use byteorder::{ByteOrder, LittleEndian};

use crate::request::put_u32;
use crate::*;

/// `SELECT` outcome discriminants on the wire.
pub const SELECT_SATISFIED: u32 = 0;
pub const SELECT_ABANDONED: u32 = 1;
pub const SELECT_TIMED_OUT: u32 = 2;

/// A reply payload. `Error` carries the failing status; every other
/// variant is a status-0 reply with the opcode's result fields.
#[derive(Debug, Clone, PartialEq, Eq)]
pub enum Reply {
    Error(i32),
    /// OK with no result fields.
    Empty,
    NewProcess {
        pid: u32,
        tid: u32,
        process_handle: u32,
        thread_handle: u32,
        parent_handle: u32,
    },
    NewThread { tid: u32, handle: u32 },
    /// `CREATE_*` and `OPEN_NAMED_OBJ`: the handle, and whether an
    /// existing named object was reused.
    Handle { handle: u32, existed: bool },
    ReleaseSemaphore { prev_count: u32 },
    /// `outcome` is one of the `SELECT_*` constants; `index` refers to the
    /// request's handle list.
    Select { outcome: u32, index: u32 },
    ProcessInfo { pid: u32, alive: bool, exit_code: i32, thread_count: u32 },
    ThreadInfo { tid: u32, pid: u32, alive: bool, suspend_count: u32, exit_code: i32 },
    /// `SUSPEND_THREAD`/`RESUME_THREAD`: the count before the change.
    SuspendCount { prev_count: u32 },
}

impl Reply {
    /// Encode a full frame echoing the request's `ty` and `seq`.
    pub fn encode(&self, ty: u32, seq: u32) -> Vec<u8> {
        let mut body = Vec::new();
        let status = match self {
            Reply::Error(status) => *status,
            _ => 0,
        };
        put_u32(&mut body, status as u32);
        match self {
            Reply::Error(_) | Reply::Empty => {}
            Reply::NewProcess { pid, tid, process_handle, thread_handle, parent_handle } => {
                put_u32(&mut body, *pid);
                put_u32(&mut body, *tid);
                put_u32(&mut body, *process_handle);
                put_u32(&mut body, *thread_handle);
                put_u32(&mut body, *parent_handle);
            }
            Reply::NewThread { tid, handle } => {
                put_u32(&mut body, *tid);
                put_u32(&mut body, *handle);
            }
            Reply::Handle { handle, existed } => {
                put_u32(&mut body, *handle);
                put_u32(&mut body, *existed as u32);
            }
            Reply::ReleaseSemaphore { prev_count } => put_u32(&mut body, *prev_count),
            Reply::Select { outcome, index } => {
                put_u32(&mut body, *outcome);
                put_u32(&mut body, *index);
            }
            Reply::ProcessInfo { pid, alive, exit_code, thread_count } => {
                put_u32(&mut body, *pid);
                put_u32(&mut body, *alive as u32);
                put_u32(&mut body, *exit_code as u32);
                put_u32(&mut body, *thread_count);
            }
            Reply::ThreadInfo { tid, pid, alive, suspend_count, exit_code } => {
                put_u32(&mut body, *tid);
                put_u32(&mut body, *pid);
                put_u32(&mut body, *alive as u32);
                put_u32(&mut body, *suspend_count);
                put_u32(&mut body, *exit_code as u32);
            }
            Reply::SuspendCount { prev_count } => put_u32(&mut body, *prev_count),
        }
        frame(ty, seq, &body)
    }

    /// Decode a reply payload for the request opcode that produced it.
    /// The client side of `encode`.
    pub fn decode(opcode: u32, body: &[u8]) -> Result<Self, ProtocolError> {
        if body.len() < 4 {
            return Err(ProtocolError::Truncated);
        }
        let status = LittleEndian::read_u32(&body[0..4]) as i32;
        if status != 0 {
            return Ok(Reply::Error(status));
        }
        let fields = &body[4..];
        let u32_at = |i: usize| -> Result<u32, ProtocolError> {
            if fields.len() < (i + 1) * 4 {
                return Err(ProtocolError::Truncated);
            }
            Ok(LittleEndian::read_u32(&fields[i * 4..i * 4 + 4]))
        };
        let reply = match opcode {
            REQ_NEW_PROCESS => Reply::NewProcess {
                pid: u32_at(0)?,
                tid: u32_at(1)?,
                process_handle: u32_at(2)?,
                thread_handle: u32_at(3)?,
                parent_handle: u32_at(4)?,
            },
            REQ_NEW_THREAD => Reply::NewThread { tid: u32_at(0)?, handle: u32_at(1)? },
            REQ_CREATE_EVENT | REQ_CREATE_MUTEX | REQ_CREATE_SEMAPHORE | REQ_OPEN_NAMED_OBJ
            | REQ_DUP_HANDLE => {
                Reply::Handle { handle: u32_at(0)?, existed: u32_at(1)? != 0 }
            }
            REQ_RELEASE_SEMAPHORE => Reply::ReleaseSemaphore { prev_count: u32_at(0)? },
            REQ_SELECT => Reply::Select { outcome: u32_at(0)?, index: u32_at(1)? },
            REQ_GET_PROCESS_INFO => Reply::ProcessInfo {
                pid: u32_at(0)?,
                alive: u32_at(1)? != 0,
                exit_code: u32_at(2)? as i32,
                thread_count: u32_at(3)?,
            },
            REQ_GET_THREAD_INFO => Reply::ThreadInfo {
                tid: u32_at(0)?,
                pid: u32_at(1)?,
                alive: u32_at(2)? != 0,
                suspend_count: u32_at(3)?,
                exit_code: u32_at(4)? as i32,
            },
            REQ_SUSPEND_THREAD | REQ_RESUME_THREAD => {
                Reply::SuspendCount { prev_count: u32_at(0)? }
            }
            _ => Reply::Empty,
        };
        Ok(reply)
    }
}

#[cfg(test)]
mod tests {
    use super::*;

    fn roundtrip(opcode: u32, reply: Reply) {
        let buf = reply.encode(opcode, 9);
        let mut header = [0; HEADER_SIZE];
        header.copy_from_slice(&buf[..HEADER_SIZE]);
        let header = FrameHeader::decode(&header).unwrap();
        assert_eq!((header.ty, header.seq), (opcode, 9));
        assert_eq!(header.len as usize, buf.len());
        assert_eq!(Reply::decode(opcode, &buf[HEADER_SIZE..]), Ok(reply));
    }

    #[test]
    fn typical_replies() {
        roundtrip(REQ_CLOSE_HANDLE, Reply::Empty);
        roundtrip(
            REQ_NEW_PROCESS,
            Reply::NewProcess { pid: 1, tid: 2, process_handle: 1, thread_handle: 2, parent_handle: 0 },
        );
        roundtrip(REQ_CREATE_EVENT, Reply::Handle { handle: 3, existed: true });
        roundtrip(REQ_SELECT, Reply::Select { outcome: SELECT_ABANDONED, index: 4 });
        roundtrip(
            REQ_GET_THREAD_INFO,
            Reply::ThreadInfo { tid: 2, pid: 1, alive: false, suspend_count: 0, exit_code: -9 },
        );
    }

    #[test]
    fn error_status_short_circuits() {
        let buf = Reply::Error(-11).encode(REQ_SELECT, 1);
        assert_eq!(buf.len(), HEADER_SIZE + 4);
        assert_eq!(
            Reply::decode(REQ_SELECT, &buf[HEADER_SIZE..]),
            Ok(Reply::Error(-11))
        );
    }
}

...

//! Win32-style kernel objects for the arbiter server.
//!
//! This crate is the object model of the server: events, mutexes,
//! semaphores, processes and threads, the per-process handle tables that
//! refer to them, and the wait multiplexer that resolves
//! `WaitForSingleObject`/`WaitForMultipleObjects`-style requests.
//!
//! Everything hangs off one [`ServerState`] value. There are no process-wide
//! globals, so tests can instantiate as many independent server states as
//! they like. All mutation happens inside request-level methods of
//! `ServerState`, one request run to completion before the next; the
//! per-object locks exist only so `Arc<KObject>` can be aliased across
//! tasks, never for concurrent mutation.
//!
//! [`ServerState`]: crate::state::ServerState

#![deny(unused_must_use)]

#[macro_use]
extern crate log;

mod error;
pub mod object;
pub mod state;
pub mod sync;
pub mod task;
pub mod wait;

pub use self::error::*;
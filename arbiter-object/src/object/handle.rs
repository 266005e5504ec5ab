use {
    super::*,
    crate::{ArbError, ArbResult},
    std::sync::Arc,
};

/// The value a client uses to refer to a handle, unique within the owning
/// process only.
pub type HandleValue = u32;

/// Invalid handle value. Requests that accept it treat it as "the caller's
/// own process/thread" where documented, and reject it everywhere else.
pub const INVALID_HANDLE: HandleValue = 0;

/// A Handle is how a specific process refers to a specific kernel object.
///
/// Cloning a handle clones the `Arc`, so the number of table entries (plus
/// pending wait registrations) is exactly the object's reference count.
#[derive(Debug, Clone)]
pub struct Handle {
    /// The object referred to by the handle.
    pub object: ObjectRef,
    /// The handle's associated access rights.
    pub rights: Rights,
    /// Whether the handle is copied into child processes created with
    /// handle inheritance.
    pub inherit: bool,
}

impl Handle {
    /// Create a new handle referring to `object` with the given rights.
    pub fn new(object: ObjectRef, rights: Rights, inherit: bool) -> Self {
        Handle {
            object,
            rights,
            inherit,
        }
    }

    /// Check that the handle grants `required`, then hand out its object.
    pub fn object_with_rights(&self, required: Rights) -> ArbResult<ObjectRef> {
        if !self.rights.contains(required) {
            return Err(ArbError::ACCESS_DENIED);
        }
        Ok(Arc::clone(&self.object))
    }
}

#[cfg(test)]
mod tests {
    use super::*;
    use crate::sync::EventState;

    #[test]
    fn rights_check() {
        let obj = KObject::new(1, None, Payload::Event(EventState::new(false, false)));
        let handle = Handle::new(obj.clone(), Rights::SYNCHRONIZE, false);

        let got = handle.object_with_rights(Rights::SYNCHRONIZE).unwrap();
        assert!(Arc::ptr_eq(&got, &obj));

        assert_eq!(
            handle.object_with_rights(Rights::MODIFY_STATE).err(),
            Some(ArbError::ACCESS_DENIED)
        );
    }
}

...

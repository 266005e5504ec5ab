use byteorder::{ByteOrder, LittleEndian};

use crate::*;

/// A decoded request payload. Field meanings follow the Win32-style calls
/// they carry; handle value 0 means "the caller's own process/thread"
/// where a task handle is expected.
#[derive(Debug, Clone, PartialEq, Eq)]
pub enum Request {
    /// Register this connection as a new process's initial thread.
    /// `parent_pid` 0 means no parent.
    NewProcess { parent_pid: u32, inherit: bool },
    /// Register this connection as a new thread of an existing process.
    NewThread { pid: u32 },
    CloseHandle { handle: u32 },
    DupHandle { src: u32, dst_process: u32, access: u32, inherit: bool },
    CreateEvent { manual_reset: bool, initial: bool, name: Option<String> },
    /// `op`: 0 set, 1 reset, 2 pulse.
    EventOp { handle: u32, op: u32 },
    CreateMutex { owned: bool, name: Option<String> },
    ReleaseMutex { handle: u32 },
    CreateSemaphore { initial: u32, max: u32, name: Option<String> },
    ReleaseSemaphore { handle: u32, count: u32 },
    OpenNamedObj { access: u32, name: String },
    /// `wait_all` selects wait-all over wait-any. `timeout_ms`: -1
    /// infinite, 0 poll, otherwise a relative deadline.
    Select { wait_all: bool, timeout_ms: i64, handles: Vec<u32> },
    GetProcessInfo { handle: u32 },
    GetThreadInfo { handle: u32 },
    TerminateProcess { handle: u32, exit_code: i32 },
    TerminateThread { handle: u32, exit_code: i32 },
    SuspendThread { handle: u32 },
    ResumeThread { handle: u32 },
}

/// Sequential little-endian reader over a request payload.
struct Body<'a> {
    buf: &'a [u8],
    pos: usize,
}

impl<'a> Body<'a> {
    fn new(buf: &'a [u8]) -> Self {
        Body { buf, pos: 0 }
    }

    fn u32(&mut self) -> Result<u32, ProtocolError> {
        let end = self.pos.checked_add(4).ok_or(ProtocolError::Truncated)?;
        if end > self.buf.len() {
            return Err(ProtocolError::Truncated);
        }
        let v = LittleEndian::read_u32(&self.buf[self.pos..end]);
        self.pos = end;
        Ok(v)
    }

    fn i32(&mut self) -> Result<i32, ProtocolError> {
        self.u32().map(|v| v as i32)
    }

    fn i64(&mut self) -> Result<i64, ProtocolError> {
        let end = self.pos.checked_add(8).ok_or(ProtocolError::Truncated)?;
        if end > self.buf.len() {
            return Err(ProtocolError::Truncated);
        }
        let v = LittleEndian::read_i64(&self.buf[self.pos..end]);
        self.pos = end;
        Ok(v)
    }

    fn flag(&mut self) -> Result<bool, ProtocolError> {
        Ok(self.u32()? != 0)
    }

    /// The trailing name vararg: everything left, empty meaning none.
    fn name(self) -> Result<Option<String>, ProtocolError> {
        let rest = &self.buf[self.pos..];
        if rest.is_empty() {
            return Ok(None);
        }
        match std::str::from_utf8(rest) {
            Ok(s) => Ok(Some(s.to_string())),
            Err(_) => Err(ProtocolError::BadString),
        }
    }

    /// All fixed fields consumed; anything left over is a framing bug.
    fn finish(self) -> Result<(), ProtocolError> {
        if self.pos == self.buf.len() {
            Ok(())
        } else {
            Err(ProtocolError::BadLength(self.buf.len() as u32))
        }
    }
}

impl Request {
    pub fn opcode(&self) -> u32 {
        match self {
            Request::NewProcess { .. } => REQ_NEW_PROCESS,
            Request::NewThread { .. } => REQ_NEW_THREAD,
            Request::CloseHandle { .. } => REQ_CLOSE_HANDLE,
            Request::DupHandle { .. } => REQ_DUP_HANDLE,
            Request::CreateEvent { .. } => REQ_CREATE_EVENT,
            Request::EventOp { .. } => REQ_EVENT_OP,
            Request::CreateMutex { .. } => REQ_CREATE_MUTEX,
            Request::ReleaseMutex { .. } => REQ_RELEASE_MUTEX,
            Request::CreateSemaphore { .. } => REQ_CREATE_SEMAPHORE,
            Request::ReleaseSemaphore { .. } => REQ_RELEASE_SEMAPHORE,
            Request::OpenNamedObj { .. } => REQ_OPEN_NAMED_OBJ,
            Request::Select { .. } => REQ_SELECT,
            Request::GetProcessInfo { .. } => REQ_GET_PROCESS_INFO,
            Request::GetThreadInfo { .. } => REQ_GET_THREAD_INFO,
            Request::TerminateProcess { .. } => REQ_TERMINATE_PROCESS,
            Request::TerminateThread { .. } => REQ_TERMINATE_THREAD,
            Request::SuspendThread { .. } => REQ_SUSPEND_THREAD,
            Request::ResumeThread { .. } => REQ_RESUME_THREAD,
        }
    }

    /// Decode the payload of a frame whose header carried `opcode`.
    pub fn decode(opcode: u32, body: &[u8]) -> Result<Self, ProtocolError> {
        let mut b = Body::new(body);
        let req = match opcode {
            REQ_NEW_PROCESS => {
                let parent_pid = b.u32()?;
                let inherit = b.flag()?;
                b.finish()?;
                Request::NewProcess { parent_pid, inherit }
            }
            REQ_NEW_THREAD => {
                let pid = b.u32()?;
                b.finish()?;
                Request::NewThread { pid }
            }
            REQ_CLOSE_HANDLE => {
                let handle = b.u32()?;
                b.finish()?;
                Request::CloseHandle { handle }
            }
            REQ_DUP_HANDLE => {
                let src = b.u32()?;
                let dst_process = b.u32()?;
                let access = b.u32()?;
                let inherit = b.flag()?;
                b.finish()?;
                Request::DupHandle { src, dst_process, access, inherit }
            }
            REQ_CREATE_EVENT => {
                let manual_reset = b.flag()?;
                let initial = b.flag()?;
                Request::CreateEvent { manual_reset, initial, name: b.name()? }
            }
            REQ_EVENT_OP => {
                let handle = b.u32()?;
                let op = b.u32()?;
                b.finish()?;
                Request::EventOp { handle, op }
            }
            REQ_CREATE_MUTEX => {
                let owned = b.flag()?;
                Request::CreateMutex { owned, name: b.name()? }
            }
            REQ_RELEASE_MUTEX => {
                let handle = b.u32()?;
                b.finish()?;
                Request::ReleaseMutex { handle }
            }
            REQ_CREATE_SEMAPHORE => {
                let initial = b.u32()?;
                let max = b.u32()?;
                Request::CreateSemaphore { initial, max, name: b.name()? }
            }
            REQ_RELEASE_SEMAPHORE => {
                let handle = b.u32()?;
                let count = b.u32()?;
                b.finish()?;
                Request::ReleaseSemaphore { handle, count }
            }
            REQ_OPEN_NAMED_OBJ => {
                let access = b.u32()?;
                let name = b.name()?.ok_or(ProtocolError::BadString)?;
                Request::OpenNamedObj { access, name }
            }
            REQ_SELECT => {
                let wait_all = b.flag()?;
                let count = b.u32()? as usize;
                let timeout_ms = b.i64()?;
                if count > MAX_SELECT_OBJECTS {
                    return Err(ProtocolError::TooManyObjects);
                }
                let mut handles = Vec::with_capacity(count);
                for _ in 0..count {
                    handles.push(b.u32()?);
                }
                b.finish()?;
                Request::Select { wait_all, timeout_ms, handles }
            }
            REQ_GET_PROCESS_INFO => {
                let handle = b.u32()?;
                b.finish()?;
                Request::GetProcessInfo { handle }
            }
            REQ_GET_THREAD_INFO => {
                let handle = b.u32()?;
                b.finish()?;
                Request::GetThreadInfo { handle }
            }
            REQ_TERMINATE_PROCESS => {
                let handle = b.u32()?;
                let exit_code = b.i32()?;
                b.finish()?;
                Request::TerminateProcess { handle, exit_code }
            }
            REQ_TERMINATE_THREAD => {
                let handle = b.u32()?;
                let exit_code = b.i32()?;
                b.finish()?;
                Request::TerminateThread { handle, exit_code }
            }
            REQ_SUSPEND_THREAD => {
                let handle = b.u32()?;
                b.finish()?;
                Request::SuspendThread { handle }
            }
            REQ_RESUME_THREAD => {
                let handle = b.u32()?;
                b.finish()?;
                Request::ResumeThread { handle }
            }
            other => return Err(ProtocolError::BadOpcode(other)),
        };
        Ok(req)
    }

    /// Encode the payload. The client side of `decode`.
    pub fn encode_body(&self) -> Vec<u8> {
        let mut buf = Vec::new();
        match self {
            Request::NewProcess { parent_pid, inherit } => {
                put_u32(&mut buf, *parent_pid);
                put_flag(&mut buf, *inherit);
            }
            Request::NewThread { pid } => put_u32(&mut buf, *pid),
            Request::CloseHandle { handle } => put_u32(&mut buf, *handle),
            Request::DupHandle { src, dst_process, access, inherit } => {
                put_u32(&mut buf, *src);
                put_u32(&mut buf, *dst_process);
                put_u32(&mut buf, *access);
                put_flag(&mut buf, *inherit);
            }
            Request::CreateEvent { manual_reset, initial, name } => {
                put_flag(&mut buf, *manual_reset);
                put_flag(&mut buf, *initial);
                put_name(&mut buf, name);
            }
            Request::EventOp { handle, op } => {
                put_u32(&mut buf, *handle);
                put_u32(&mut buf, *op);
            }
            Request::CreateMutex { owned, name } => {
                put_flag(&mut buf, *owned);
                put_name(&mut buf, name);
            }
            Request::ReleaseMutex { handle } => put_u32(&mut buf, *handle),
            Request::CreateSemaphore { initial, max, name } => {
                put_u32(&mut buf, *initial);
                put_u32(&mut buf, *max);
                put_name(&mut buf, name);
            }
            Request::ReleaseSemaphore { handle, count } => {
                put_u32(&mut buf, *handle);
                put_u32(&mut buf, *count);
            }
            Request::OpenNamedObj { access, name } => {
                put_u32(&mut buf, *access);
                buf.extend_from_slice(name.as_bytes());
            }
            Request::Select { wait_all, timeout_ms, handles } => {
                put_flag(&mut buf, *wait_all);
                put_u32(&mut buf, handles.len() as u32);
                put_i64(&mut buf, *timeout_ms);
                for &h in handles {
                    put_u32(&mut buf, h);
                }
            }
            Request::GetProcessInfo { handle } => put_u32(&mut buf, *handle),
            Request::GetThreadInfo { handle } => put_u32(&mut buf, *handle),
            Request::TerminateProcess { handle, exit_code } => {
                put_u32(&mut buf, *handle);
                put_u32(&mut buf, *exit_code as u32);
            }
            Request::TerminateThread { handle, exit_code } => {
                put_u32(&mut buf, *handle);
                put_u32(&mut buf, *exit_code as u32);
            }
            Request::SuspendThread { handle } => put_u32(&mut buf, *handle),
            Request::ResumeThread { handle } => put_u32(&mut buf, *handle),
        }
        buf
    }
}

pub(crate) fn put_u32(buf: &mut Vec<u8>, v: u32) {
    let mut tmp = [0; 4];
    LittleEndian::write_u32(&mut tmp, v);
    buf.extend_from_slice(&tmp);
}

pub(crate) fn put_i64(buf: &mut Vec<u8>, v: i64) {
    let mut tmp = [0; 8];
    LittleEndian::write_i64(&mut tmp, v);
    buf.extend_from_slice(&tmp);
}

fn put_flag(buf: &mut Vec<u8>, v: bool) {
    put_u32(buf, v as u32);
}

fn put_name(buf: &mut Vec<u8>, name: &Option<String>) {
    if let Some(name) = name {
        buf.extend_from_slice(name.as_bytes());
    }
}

EXERCISE BRIEF -> In the listing above, find the line containing "put_i64(&mut buf, *timeout_ms);" and the line containing "pub(crate) fn put_u32(buf: &mut", then quote both, plus every line between them, exactly as written.

OUTPUT OF THE TASK ->
                put_i64(&mut buf, *timeout_ms);
                for &h in handles {
                    put_u32(&mut buf, h);
                }
            }
            Request::GetProcessInfo { handle } => put_u32(&mut buf, *handle),
            Request::GetThreadInfo { handle } => put_u32(&mut buf, *handle),
            Request::TerminateProcess { handle, exit_code } => {
                put_u32(&mut buf, *handle);
                put_u32(&mut buf, *exit_code as u32);
            }
            Request::TerminateThread { handle, exit_code } => {
                put_u32(&mut buf, *handle);
                put_u32(&mut buf, *exit_code as u32);
            }
            Request::SuspendThread { handle } => put_u32(&mut buf, *handle),
            Request::ResumeThread { handle } => put_u32(&mut buf, *handle),
        }
        buf
    }
}

pub(crate) fn put_u32(buf: &mut Vec<u8>, v: u32) {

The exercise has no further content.